Bu strateji İsrail'in doğrudan İran topraklarına saldırma kabiliyetini sınırlandırmada bazı başarılar elde etti.
Örneğin Hizbullah, roket cephaneliği ve güney Lübnan'daki geniş ağıyla İsrail topraklarına karşı inandırıcı bir tehdit oluşturarak uzun süredir caydırıcı bir rol oynamaktadır. Benzer şekilde Hamas da askeri açıdan çok daha zayıf olmasına rağmen İsrail'in güvenliğine sürekli bir meydan okuma teşkil etmekte, ulusal morali etkilemekte ve İsrail hükümeti üzerindeki siyasi baskıyı arttırmaktadır.
Ancak İsrail'in İran radarlarına ve İran sınırları içindeki hava savunma sistemlerine yönelik son hava saldırıları bu modelin sorgulanmasına neden oldu. Bu saldırılar İran'ın ön savunmasını aşarak kendi hava sahasına girdi ki bu 1980'lerdeki İran-Irak Savaşı'ndan bu yana nadir görülen bir durumdu.
Saldırılar, İran'ın vekillere güvenerek çatışmayı uzakta tutabileceği yönündeki önceki varsayıma meydan okuyor. İsrail için bu önemli bir güç gösterisi ve açık bir mesajdır: İran İsrail karşıtı milislere desteğini arttırırsa, İsrail İran hedeflerine doğrudan misilleme yapmaya hazırdır.
İsrail'in hesapları
İsrail'in bu operasyondaki yaklaşımı oldukça ölçülüydü. Sadece askeri alanlara odaklanan İsrail, nükleer tesisler, petrol tesisleri ya da yoğun nüfuslu bölgeler gibi kritik sivil altyapıyı vurmaktan kaçındı.
Bu, İran'ın geniş çaplı bir misillemesini ya da her iki ülkenin de kontrolü dışında tırmanabilecek bölgesel bir çatışmayı önlemek için muhtemelen Washington'dan gelen tavsiyelerden etkilenen hesaplı bir karardı.

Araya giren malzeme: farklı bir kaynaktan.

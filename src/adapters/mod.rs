//! Adapters Layer - Hexagonal Architecture Outer Ring
//!
//! Implements the port traits defined in `crate::ports` with concrete
//! external dependencies (SQLx, reqwest, axum) and hosts the inbound
//! HTTP surface. Each sub-module groups adapters by infrastructure
//! concern.
//!
//! Adapter categories:
//! - `http`: inbound JSON resource API (axum)
//! - `metrics`: Prometheus metrics export
//! - `persistence`: SQLx/SQLite implementation of the store port
//! - `rates`: exchange-rate feed client (reqwest)

pub mod http;
pub mod metrics;
pub mod persistence;
pub mod rates;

İsrail saldırılarını radar tesisleri, hava savunma sistemleri ve füze tesisleriyle sınırlandırarak en provokatif eşikleri aşmaktan kaçındı ve İran'a gerilimi tırmandırmaktan kaçınmak istemesi halinde bir çıkış yolu bıraktı.
Bu yaklaşım, İsrail'in İran'a yönelik stratejik duruşunda “Lübnan modeli” olarak tanımlanabilecek bir yaklaşımla örtüşüyor.
İsrail, Lübnan'daki angajmanlarına benzer şekilde, tam ölçekli bir çatışmayı tetiklemeden İran'ın savunma kabiliyetlerini zaman içinde aşındırmayı amaçlayan hassas, sınırlı saldırılar gerçekleştirme yöntemini araştırıyor gibi görünüyor. İsrail, baskıyı kademeli olarak arttırarak İran'ın askeri hazırlığını ve savunma pozisyonunu topyekûn bir savaşa itmeden zayıflatabilir.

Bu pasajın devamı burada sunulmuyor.